I’m a little jittery about writing. I wonder if I can trick my brain into thinking I’m writing about someone else, or if I can pull back enough to be able to view events from a distance—and it is a distance, of years. Writing it, though, makes it immediate. I have no trick for creating psychic space, but I’m hoping that this year off has worked some time-magic and I’ll find the psychic safety net is already there.
Here’s to the brick in my gut.
NaNoWriMo: Day 6
Apparently it was of catastrophic importance that I clean house today. After waking at 3:59am thanks to booming music from the neighbors, I cast a bleary eye at the kitchen and must have made a subliminal decision to clean because that’s what’s I’ve done a good deal of the day. (I went back to bed at 4:15, although my neighbors did not. Music went off at 5:38am.)
I have not written for three days; I’ve been stuck. This is ironic, given that I’m revising one work, and the other’s been in my head for a couple of years. I just —sit.
Here at the keyboard, my muse hibernates, yet manages to throw shiny distractions out. Okay, so it’s not my muse doing that. It’s a little demon called perfectionism. That thing made me get up yesterday and go for a WALK, which otherwise would be good medicine, but it was procrastination at its finest. I can rationalize a walk, and cleaning house, even sleeping. I’m an expert.
F.E.A.R. Tony Robbins states that this is False Evidence Appearing Real. So I must ferret out what scares me the most and call it what it is: a ghost. No, not a ghost; they scare me, too. What’s not scary? I could follow Sandler’s Water Boy visualization of babies, but that’s just not for me.
A scarf isn’t scary. And it’s silly enough to make me giggle.
Oh. God, now I’m delirious. Please, just let me write. Even if it sucks.
So, once more into the fray. I’d really like to have something of note to report on Day 7.
A day in the life of a writer: trashing pages
I forgot to mention that I’ve been working on the same pages for several months. Not every day, just for my monthly assignments. I got them honed to bland acceptability, and realized yesterday that I will have to trash them all.

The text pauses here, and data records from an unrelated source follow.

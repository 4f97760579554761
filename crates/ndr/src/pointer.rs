//! NDR pointers
//!
//! Two axes matter on the wire:
//!
//! - Reference pointers have no wire representation of their own; the
//!   referent follows inline and must not be null.
//! - Non-reference pointers write a 4-byte referent token (0 for null). The
//!   payload follows either immediately or, when the pointer is deferred,
//!   after all inline fields of the enclosing aggregate.
//!
//! Struct, union and array members force non-reference pointers into the
//! deferred form; breaking that discipline corrupts any aggregate with more
//! than one pointer.

use std::collections::VecDeque;

use crate::error::{NdrError, Result};
use crate::stream::NdrStream;
use crate::value::{DeferredRead, PathStep, Value};

/// Referent token written for every non-null pointer.
const REFERENT_ID: u32 = 1;

/// Reference wrapper around a [`Value`].
#[derive(Debug, Clone, PartialEq)]
pub struct NdrPointer {
    /// The wrapped value; `None` encodes as a null token.
    pub referent: Option<Value>,
    /// Payload written after the enclosing inline section.
    pub is_deferred: bool,
    /// Reference semantics: no token, referent inline, never null.
    pub is_reference: bool,
}

impl NdrPointer {
    /// Non-reference pointer with an inline payload.
    pub fn new(referent: Value) -> Self {
        Self {
            referent: Some(referent),
            is_deferred: false,
            is_reference: false,
        }
    }

    /// Null non-reference pointer.
    pub fn null() -> Self {
        Self {
            referent: None,
            is_deferred: false,
            is_reference: false,
        }
    }

    /// Reference pointer; the referent is encoded inline with no token.
    pub fn reference(referent: Value) -> Self {
        Self {
            referent: Some(referent),
            is_deferred: false,
            is_reference: true,
        }
    }

    /// Mark the payload as deferred.
    pub fn deferred(mut self) -> Self {
        self.is_deferred = true;
        self
    }

    pub fn is_null(&self) -> bool {
        self.referent.is_none()
    }

    pub fn referent(&self) -> Option<&Value> {
        self.referent.as_ref()
    }

    pub fn alignment(&self) -> usize {
        if self.is_reference {
            self.referent.as_ref().map_or(1, Value::alignment)
        } else {
            4
        }
    }

    pub fn wire_len(&self) -> usize {
        let referent_len = self.referent.as_ref().map_or(0, Value::wire_len);
        if self.is_reference {
            referent_len
        } else {
            4 + referent_len
        }
    }

    pub(crate) fn encode(
        &self,
        stream: &mut NdrStream,
        deferred: &mut VecDeque<Value>,
    ) -> Result<()> {
        if self.is_reference {
            let referent = self.referent.as_ref().ok_or(NdrError::NullReference)?;
            return referent.encode(stream, deferred);
        }

        match &self.referent {
            None => stream.write_u32(0),
            Some(referent) => {
                stream.write_u32(REFERENT_ID);
                if self.is_deferred {
                    deferred.push_back(referent.clone());
                } else {
                    referent.encode(stream, deferred)?;
                }
            }
        }
        Ok(())
    }

    pub(crate) fn decode(
        &self,
        stream: &mut NdrStream,
        deferred: &mut VecDeque<DeferredRead>,
        path: &[PathStep],
    ) -> Result<NdrPointer> {
        let shape = self.referent.as_ref();

        if self.is_reference {
            let shape = shape.ok_or(NdrError::NullReference)?;
            let mut referent_path = path.to_vec();
            referent_path.push(PathStep::Referent);
            let referent = shape.decode(stream, deferred, &referent_path)?;
            return Ok(NdrPointer::reference(referent));
        }

        let token = stream.read_u32()?;
        let mut decoded = NdrPointer {
            referent: None,
            is_deferred: self.is_deferred,
            is_reference: false,
        };
        if token != 0 {
            let shape = shape.ok_or_else(|| {
                NdrError::Unmarshal("non-null pointer but shape has no referent".to_string())
            })?;
            if self.is_deferred {
                deferred.push_back(DeferredRead {
                    path: path.to_vec(),
                    shape: shape.clone(),
                });
            } else {
                let mut referent_path = path.to_vec();
                referent_path.push(PathStep::Referent);
                decoded.referent = Some(shape.decode(stream, deferred, &referent_path)?);
            }
        }
        Ok(decoded)
    }
}

#[cfg(test)]
mod tests {
    use super::*;
    use crate::value::{marshal, unmarshal};

    #[test]
    fn test_inline_pointer_roundtrip() {
        let value = Value::Pointer(Box::new(NdrPointer::new(Value::U32(0xDEAD_BEEF))));
        let mut s = NdrStream::new();
        marshal(&mut s, std::slice::from_ref(&value)).unwrap();
        // token + payload
        assert_eq!(s.position(), 8);

        let shape = Value::Pointer(Box::new(NdrPointer::new(Value::U32(0))));
        let mut r = NdrStream::from_slice(s.as_bytes());
        let decoded = unmarshal(&mut r, &[shape]).unwrap();
        assert_eq!(decoded[0], value);
    }

    #[test]
    fn test_null_pointer_is_zero_token() {
        let value = Value::Pointer(Box::new(NdrPointer::null()));
        let mut s = NdrStream::new();
        marshal(&mut s, &[value]).unwrap();
        assert_eq!(s.as_bytes(), &[0, 0, 0, 0]);

        let shape = Value::Pointer(Box::new(NdrPointer::new(Value::U32(0))));
        let mut r = NdrStream::from_slice(s.as_bytes());
        let decoded = unmarshal(&mut r, &[shape]).unwrap();
        assert_eq!(decoded[0], Value::Pointer(Box::new(NdrPointer::null())));
    }

    #[test]
    fn test_reference_pointer_has_no_token() {
        let value = Value::Pointer(Box::new(NdrPointer::reference(Value::U16(5))));
        let mut s = NdrStream::new();
        marshal(&mut s, std::slice::from_ref(&value)).unwrap();
        assert_eq!(s.as_bytes(), &[5, 0]);

        let shape = Value::Pointer(Box::new(NdrPointer::reference(Value::U16(0))));
        let mut r = NdrStream::from_slice(s.as_bytes());
        assert_eq!(unmarshal(&mut r, &[shape]).unwrap()[0], value);
    }

    #[test]
    fn test_null_reference_rejected() {
        let broken = NdrPointer {
            referent: None,
            is_deferred: false,
            is_reference: true,
        };
        let mut s = NdrStream::new();
        let result = marshal(&mut s, &[Value::Pointer(Box::new(broken))]);
        assert!(matches!(result, Err(NdrError::NullReference)));
    }

    #[test]
    fn test_deferred_pointer_payload_follows_inline() {
        // Deferred top-level pointer then a plain u16: token, u16, payload.
        let values = vec![
            Value::Pointer(Box::new(NdrPointer::new(Value::U32(9)).deferred())),
            Value::U16(3),
        ];
        let mut s = NdrStream::new();
        marshal(&mut s, &values).unwrap();
        assert_eq!(
            s.as_bytes(),
            &[
                1, 0, 0, 0, // token
                3, 0, // u16
                0, 0, // pad before deferred u32
                9, 0, 0, 0, // payload
            ]
        );

        let shapes = vec![
            Value::Pointer(Box::new(NdrPointer::new(Value::U32(0)).deferred())),
            Value::U16(0),
        ];
        let mut r = NdrStream::from_slice(s.as_bytes());
        let decoded = unmarshal(&mut r, &shapes).unwrap();
        assert_eq!(decoded, values);
    }
}
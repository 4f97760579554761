//! DCOM client error types

use thiserror::Error;
use uuid::Uuid;

/// Result type for DCOM operations
pub type Result<T> = std::result::Result<T, DcomError>;

/// DCOM-specific errors
#[derive(Error, Debug)]
pub enum DcomError {
    /// Operation requires a live session
    #[error("session not attached")]
    SessionNotAttached,

    /// Remote operation attempted on a local-only object
    #[error("remote operation not implemented for a local-only object")]
    RemoteOperationNotImplemented,

    /// QueryInterface miss
    #[error("interface not supported: {0}")]
    InterfaceNotSupported(Uuid),

    /// Non-zero result code from a remote call
    #[error("remote call failed: 0x{0:08x}")]
    RemoteCallFailure(u32),

    /// No correlated response within the deadline. The remote side is not
    /// guaranteed to have aborted; the call's effect is unknown.
    #[error("call timed out")]
    Timeout,

    /// Underlying RPC error
    #[error("RPC error: {0}")]
    Rpc(#[from] corpc::RpcError),

    /// Marshaling error
    #[error("NDR error: {0}")]
    Ndr(#[from] ndr::NdrError),
}

/// HRESULT codes used by the object layer
pub mod hresult {
    /// Operation successful
    pub const S_OK: u32 = 0x0000_0000;
    /// Unspecified error
    pub const E_FAIL: u32 = 0x8000_4005;
    /// No such interface supported
    pub const E_NOINTERFACE: u32 = 0x8000_4002;
    /// Not implemented
    pub const E_NOTIMPL: u32 = 0x8000_4001;
}
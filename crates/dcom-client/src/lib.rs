//! Client-side DCOM over connection-oriented MSRPC
//!
//! This crate lets a process obtain, call methods on, and manage the
//! lifetime of COM objects hosted by a remote server, entirely over a
//! connection-oriented RPC transport and without a native COM runtime.
//!
//! # Architecture
//!
//! ```text
//! ┌─────────────────────────────────────────────────────────┐
//! │                 Object layer (this crate)               │
//! ├─────────────────────────────────────────────────────────┤
//! │  ObjectProxy          │  Session                        │
//! │  - QueryInterface     │  - call dispatch / correlation  │
//! │  - batched AddRef /   │  - presentation contexts        │
//! │    Release            │  - fragmentation / reassembly   │
//! │  - dispatch probe     │  - reference-count batching     │
//! ├─────────────────────────────────────────────────────────┤
//! │              PDU framing (corpc crate)                  │
//! ├─────────────────────────────────────────────────────────┤
//! │              NDR marshaling (ndr crate)                 │
//! └─────────────────────────────────────────────────────────┘
//! ```
//!
//! A [`Session`] is bound to one server process over any reliable ordered
//! byte stream. Proxies created from it share the channel: calls suspend
//! cooperatively until the correlated response arrives, and remote
//! reference-count traffic is batched so that N local add_refs cost at most
//! ⌈N/batch⌉ round trips.

pub mod call;
pub mod error;
pub mod proxy;
pub mod refs;
pub mod session;
pub mod types;

pub use call::RemoteCall;
pub use error::{hresult, DcomError, Result};
pub use proxy::ObjectProxy;
pub use refs::{DEFAULT_REF_BATCH, OPNUM_ADD_REF, OPNUM_QUERY_INTERFACE, OPNUM_RELEASE};
pub use session::{Session, SessionConfig};
pub use types::{iid, InterfacePointer};
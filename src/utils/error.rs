use thiserror::Error;

#[derive(Error, Debug)]
pub enum AnalyticsError {
    #[error("Storage error: {0}")]
    Storage(#[from] rusqlite::Error),

    #[error("Serialization error: {0}")]
    Serialization(#[from] serde_json::Error),

    #[error("IO error: {0}")]
    Io(#[from] std::io::Error),

    #[error("{what} not found")]
    NotFound { what: String },

    #[error("Configuration error: {message}")]
    ConfigError { message: String },

    #[error("Data processing error: {message}")]
    ProcessingError { message: String },
}

impl AnalyticsError {
    pub fn not_found(what: impl Into<String>) -> Self {
        Self::NotFound { what: what.into() }
    }

    pub fn processing(message: impl Into<String>) -> Self {
        Self::ProcessingError {
            message: message.into(),
        }
    }
}

pub type Result<T> = std::result::Result<T, AnalyticsError>;
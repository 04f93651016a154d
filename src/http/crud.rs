use crate::domain::model::Document;
use crate::http::error::ApiError;
use crate::http::AppState;
use crate::utils::error::AnalyticsError;
use axum::extract::{Path, State};
use axum::Json;
use serde_json::{json, Map, Value};

/// One CRUD-exposed collection: storage name (also the plural response key),
/// the singular response key, and the noun used in messages.
#[derive(Debug, Clone, Copy)]
pub struct Collection {
    pub name: &'static str,
    pub singular: &'static str,
    pub noun: &'static str,
}

pub const COLLECTIONS: [Collection; 4] = [
    Collection {
        name: "leads",
        singular: "lead",
        noun: "Lead",
    },
    Collection {
        name: "customers",
        singular: "customer",
        noun: "Customer",
    },
    Collection {
        name: "orders",
        singular: "order",
        noun: "Order",
    },
    Collection {
        name: "inventory",
        singular: "item",
        noun: "Item",
    },
];

impl Collection {
    // The feedback collection is engine-readable only; it has no CRUD routes.
    fn lookup(name: &str) -> Result<Self, ApiError> {
        COLLECTIONS
            .iter()
            .find(|coll| coll.name == name)
            .copied()
            .ok_or_else(|| AnalyticsError::not_found("Collection").into())
    }
}

fn body_fields(body: Value) -> Map<String, Value> {
    body.as_object().cloned().unwrap_or_default()
}

pub async fn list_documents(
    State(state): State<AppState>,
    Path(collection): Path<String>,
) -> Result<Json<Value>, ApiError> {
    let coll = Collection::lookup(&collection)?;
    let docs = state.store.fetch_all(coll.name).await?;
    let docs: Vec<Value> = docs.iter().map(Document::to_json).collect();
    Ok(Json(json!({ (coll.name): docs })))
}

pub async fn create_document(
    State(state): State<AppState>,
    Path(collection): Path<String>,
    Json(body): Json<Value>,
) -> Result<Json<Value>, ApiError> {
    let coll = Collection::lookup(&collection)?;
    let doc = Document::create(body_fields(body));
    state.store.insert(coll.name, doc.clone()).await?;
    tracing::debug!(collection = coll.name, id = %doc.id, "document created");
    Ok(Json(json!({
        "message": format!("{} added", coll.noun),
        (coll.singular): doc.to_json(),
    })))
}

pub async fn update_document(
    State(state): State<AppState>,
    Path((collection, id)): Path<(String, String)>,
    Json(body): Json<Value>,
) -> Result<Json<Value>, ApiError> {
    let coll = Collection::lookup(&collection)?;
    let updated = state.store.update(coll.name, &id, body_fields(body)).await?;
    let doc = updated.ok_or_else(|| AnalyticsError::not_found(coll.noun))?;
    Ok(Json(json!({
        "message": format!("{} updated", coll.noun),
        (coll.singular): doc.to_json(),
    })))
}

pub async fn delete_document(
    State(state): State<AppState>,
    Path((collection, id)): Path<(String, String)>,
) -> Result<Json<Value>, ApiError> {
    let coll = Collection::lookup(&collection)?;
    state.store.delete(coll.name, &id).await?;
    Ok(Json(json!({ "message": format!("{} deleted", coll.noun) })))
}
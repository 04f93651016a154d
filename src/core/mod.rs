pub mod clv;
pub mod engine;
pub mod nps;
pub mod rfm;

pub use crate::domain::model::Document;
pub use crate::domain::ports::DocumentStore;
pub use crate::utils::error::Result;
pub use clv::{compute_clv, ClvRecord};
pub use engine::MetricsEngine;
pub use nps::{compute_nps, NpsReport};
pub use rfm::{compute_rfm, RfmReport};
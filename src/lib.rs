pub mod adapters;
pub mod config;
pub mod core;
pub mod domain;
pub mod http;
pub mod utils;

pub use crate::adapters::{MemoryStore, SqliteStore};
pub use crate::config::ServerConfig;
pub use crate::core::MetricsEngine;
pub use crate::domain::model::Document;
pub use crate::domain::ports::DocumentStore;
pub use crate::http::{build_router, AppState};
pub use crate::utils::error::{AnalyticsError, Result};
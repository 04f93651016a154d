use crate::utils::error::AnalyticsError;
use axum::http::StatusCode;
use axum::response::{IntoResponse, Response};
use axum::Json;
use serde_json::json;

/// Boundary wrapper turning engine/storage failures into the wire contract:
/// `{"error": <message>}` with 404 for missing documents and 500 for
/// everything else. One contract for every endpoint.
#[derive(Debug)]
pub struct ApiError(pub AnalyticsError);

impl From<AnalyticsError> for ApiError {
    fn from(err: AnalyticsError) -> Self {
        Self(err)
    }
}

impl IntoResponse for ApiError {
    fn into_response(self) -> Response {
        let status = match self.0 {
            AnalyticsError::NotFound { .. } => StatusCode::NOT_FOUND,
            _ => StatusCode::INTERNAL_SERVER_ERROR,
        };
        if status == StatusCode::INTERNAL_SERVER_ERROR {
            tracing::error!("request failed: {}", self.0);
        }
        (status, Json(json!({ "error": self.0.to_string() }))).into_response()
    }
}
use crate::utils::error::Result;
use crate::utils::validation::{validate_path, validate_port, Validate};
use clap::Parser;

#[derive(Debug, Clone, Parser)]
#[command(name = "vendor-analytics")]
#[command(about = "REST backend for vendor CRM collections and analytics")]
pub struct ServerConfig {
    #[arg(long, default_value = "8080")]
    pub port: u16,

    #[arg(long, default_value = "./analytics.db")]
    pub db_path: String,

    #[arg(long, help = "Keep documents in memory instead of SQLite")]
    pub in_memory: bool,

    #[arg(long, help = "Enable verbose output")]
    pub verbose: bool,
}

impl Validate for ServerConfig {
    fn validate(&self) -> Result<()> {
        validate_port("port", self.port)?;
        if !self.in_memory {
            validate_path("db_path", &self.db_path)?;
        }
        Ok(())
    }
}

#[cfg(test)]
mod tests {
    use super::*;

    fn config() -> ServerConfig {
        ServerConfig {
            port: 8080,
            db_path: "./analytics.db".to_string(),
            in_memory: false,
            verbose: false,
        }
    }

    #[test]
    fn default_shape_validates() {
        assert!(config().validate().is_ok());
    }

    #[test]
    fn empty_db_path_fails_unless_in_memory() {
        let mut cfg = config();
        cfg.db_path = String::new();
        assert!(cfg.validate().is_err());

        cfg.in_memory = true;
        assert!(cfg.validate().is_ok());
    }
}
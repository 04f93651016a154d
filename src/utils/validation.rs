use crate::utils::error::{AnalyticsError, Result};

pub trait Validate {
    fn validate(&self) -> Result<()>;
}

pub fn validate_path(field_name: &str, path: &str) -> Result<()> {
    if path.is_empty() {
        return Err(AnalyticsError::ConfigError {
            message: format!("{} cannot be empty", field_name),
        });
    }

    if path.contains('\0') {
        return Err(AnalyticsError::ConfigError {
            message: format!("{} contains null bytes", field_name),
        });
    }

    Ok(())
}

pub fn validate_port(field_name: &str, port: u16) -> Result<()> {
    if port == 0 {
        return Err(AnalyticsError::ConfigError {
            message: format!("{} must be a non-zero port number", field_name),
        });
    }

    Ok(())
}

#[cfg(test)]
mod tests {
    use super::*;

    #[test]
    fn empty_path_is_rejected() {
        assert!(validate_path("db_path", "").is_err());
        assert!(validate_path("db_path", "./analytics.db").is_ok());
    }

    #[test]
    fn zero_port_is_rejected() {
        assert!(validate_port("port", 0).is_err());
        assert!(validate_port("port", 8080).is_ok());
    }
}
use crate::core::clv::{compute_clv, ClvRecord};
use crate::core::nps::{compute_nps, NpsReport};
use crate::core::rfm::{compute_rfm, RfmReport};
use crate::domain::model::collections;
use crate::domain::ports::DocumentStore;
use crate::utils::error::Result;
use chrono::Utc;
use std::sync::Arc;

/// Computes the analytics reports from fresh collection snapshots. Each call
/// re-reads the store; there is no cache and no state between invocations.
pub struct MetricsEngine {
    store: Arc<dyn DocumentStore>,
}

impl MetricsEngine {
    pub fn new(store: Arc<dyn DocumentStore>) -> Self {
        Self { store }
    }

    pub async fn rfm(&self) -> Result<RfmReport> {
        let customers = self.store.fetch_all(collections::CUSTOMERS).await?;
        let orders = self.store.fetch_all(collections::ORDERS).await?;
        tracing::debug!(
            customers = customers.len(),
            orders = orders.len(),
            "computing RFM"
        );
        Ok(compute_rfm(&customers, &orders, Utc::now()))
    }

    pub async fn clv(&self) -> Result<Vec<ClvRecord>> {
        let orders = self.store.fetch_all(collections::ORDERS).await?;
        let customers = self.store.fetch_all(collections::CUSTOMERS).await?;
        if orders.is_empty() || customers.is_empty() {
            return Ok(Vec::new());
        }
        tracing::debug!(orders = orders.len(), "computing CLV");
        Ok(compute_clv(&orders))
    }

    pub async fn nps(&self) -> Result<NpsReport> {
        let feedback = self.store.fetch_all(collections::FEEDBACK).await?;
        tracing::debug!(feedback = feedback.len(), "computing NPS");
        Ok(compute_nps(&feedback))
    }
}
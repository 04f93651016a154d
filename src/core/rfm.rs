use crate::domain::model::{Document, OrderView};
use chrono::{DateTime, Utc};
use serde::Serialize;

/// Day length used for recency bucketing. Recency counts whole days,
/// truncated toward zero.
pub const MS_PER_DAY: i64 = 86_400_000;

#[derive(Debug, Clone, Copy, PartialEq, Eq, Serialize)]
#[serde(rename_all = "camelCase")]
pub struct RfmReport {
    pub recency_avg: i64,
    pub frequency_avg: i64,
    pub monetary_avg: i64,
}

impl RfmReport {
    pub const ZERO: Self = Self {
        recency_avg: 0,
        frequency_avg: 0,
        monetary_avg: 0,
    };
}

/// Average recency, frequency and monetary value across all customers and
/// orders, as of `now`.
///
/// Customers without any matching order contribute no recency sample. The
/// monetary average reads `amount` first and falls back to `totalAmount`,
/// counting orders with neither as zero.
pub fn compute_rfm(customers: &[Document], orders: &[Document], now: DateTime<Utc>) -> RfmReport {
    if customers.is_empty() || orders.is_empty() {
        return RfmReport::ZERO;
    }

    let views: Vec<OrderView> = orders.iter().map(OrderView::from).collect();

    let samples: Vec<i64> = customers
        .iter()
        .filter_map(|customer| {
            views
                .iter()
                .filter(|order| order.customer_id.as_deref() == Some(customer.id.as_str()))
                .map(|order| order.created_at)
                .max()
                .map(|last| (now - last).num_milliseconds() / MS_PER_DAY)
        })
        .collect();

    let recency_avg = if samples.is_empty() {
        0
    } else {
        samples.iter().sum::<i64>() / samples.len() as i64
    };

    let frequency_avg = (orders.len() / customers.len()) as i64;

    let total: f64 = views
        .iter()
        .map(|order| order.amount.or(order.total_amount).unwrap_or(0.0))
        .sum();
    let monetary_avg = (total / orders.len() as f64).trunc() as i64;

    RfmReport {
        recency_avg,
        frequency_avg,
        monetary_avg,
    }
}
//! # locus-suggest
//!
//! The suggestion pipeline and the [`SuggestionEngine`] session service.
//!
//! ```text
//! query ─▶ debounce ─▶ favorites ┐
//!                      history   ├─▶ de-dup ─▶ re-rank remote ─▶ truncate
//!                      usage     │
//!                      remote ───┘ (prediction cache, then source with timeout)
//! ```

pub mod debounce;
pub mod engine;
pub mod merge;
pub mod remote;
pub mod saved_places;

pub use debounce::{RequestGuard, RequestTicket};
pub use engine::{EngineCacheStats, MaintenanceReport, SuggestionEngine, SuggestionOutcome};
pub use merge::{merge_candidates, SourceLists};
pub use saved_places::SavedPlaces;
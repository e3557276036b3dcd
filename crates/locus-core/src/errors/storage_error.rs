/// Persistent key-value store errors.
#[derive(Debug, thiserror::Error)]
pub enum StorageError {
    #[error("SQLite error: {message}")]
    Sqlite { message: String },

    #[error("store unavailable: {reason}")]
    Unavailable { reason: String },

    #[error("store lock poisoned")]
    LockPoisoned,
}
use crate::errors::LocusResult;

/// Persistent string key-value store. Values are JSON encoded by the caller.
///
/// Implementations must tolerate being called between suspension points of a
/// single-threaded UI task; no call may block for long.
#[allow(async_fn_in_trait)]
pub trait IKeyValueStore: Send + Sync {
    async fn get(&self, key: &str) -> LocusResult<Option<String>>;
    async fn set(&self, key: &str, value: &str) -> LocusResult<()>;
    async fn remove(&self, key: &str) -> LocusResult<()>;
    async fn remove_many(&self, keys: &[String]) -> LocusResult<()>;
    /// Every key currently held, used for prefix sweeps.
    async fn list_keys(&self) -> LocusResult<Vec<String>>;
}
use std::cmp::Ordering;

use locus_core::models::PlaceCandidate;

/// Stable descending sort by the product of each candidate's category
/// weights. Categories `weight_of` doesn't know count as `1.0`.
///
/// Scores stay local to the sort; callers only see the new order.
pub fn rerank_by_weight<F>(candidates: Vec<PlaceCandidate>, weight_of: F) -> Vec<PlaceCandidate>
where
    F: Fn(&str) -> Option<f64>,
{
    let mut scored: Vec<(f64, PlaceCandidate)> = candidates
        .into_iter()
        .map(|c| {
            let score = c
                .types
                .iter()
                .map(|tag| weight_of(tag).unwrap_or(1.0))
                .product::<f64>();
            (score, c)
        })
        .collect();

    scored.sort_by(|a, b| b.0.partial_cmp(&a.0).unwrap_or(Ordering::Equal));
    scored.into_iter().map(|(_, c)| c).collect()
}

#[cfg(test)]
mod tests {
    use std::collections::HashMap;

    use locus_core::models::{PlaceCandidate, RemotePrediction};

    use super::*;

    fn remote(id: &str, types: &[&str]) -> PlaceCandidate {
        PlaceCandidate::from_remote(RemotePrediction {
            place_id: id.to_string(),
            description: id.to_string(),
            main_text: id.to_string(),
            secondary_text: String::new(),
            types: types.iter().map(|t| t.to_string()).collect(),
        })
    }

    fn ids(list: &[PlaceCandidate]) -> Vec<&str> {
        list.iter().map(|c| c.place_id.as_str()).collect()
    }

    #[test]
    fn preferred_categories_move_up() {
        let weights = HashMap::from([("restaurant", 1.5), ("lodging", 0.6)]);
        let ranked = rerank_by_weight(
            vec![
                remote("hotel", &["lodging"]),
                remote("church", &["church"]),
                remote("trattoria", &["restaurant"]),
            ],
            |t| weights.get(t).copied(),
        );
        assert_eq!(ids(&ranked), vec!["trattoria", "church", "hotel"]);
    }

    #[test]
    fn equal_scores_keep_input_order() {
        let ranked = rerank_by_weight(
            vec![remote("a", &[]), remote("b", &["x"]), remote("c", &["y"])],
            |_| None,
        );
        assert_eq!(ids(&ranked), vec!["a", "b", "c"]);
    }

    #[test]
    fn weights_multiply_across_tags() {
        let weights = HashMap::from([("food", 1.2), ("restaurant", 1.2), ("cafe", 1.4)]);
        let ranked = rerank_by_weight(
            vec![remote("cafe", &["cafe"]), remote("trattoria", &["food", "restaurant"])],
            |t| weights.get(t).copied(),
        );
        // 1.44 beats 1.4
        assert_eq!(ids(&ranked), vec!["trattoria", "cafe"]);
    }
}
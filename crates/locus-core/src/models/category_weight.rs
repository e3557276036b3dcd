use chrono::{DateTime, Utc};
use serde::{Deserialize, Serialize};

use crate::config::defaults::DEFAULT_WEIGHT;

/// Multiplicative preference weight of one place category.
#[derive(Debug, Clone, PartialEq, Serialize, Deserialize)]
pub struct CategoryWeight {
    pub tag: String,
    pub weight: f64,
    /// Times a place carrying this tag was selected.
    #[serde(default)]
    pub selections: u64,
    #[serde(default)]
    pub last_selected: Option<DateTime<Utc>>,
}

impl CategoryWeight {
    /// A never-selected category at the default weight.
    pub fn new(tag: impl Into<String>) -> Self {
        Self {
            tag: tag.into(),
            weight: DEFAULT_WEIGHT,
            selections: 0,
            last_selected: None,
        }
    }
}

I was kinda proud of those pretty words and at least two of the characters. But as interesting as all that was, it went nowhere. Well, except to a tight, windowless, baffling corner. It just wasn’t working. I’ve been struggling to make my characters do something interesting, and one of them drove off, another went haring off after that one, and the last just sulked in her office.
There was some funny dialogue, but the story itself was like a face with no eyebrows or lashes. Or lips. No nose.
*sigh*
So I’m starting over from scratch with characters who have agendas, and already, before word one, I know the story will take off.
I’m sharing this because I know there may be other writers who are fighting a bland storyline. If that’s you, try working with Debra Dixon’s Goal, Motivation, and Conflict. You’ll be relieved to discover that the problem is fixable.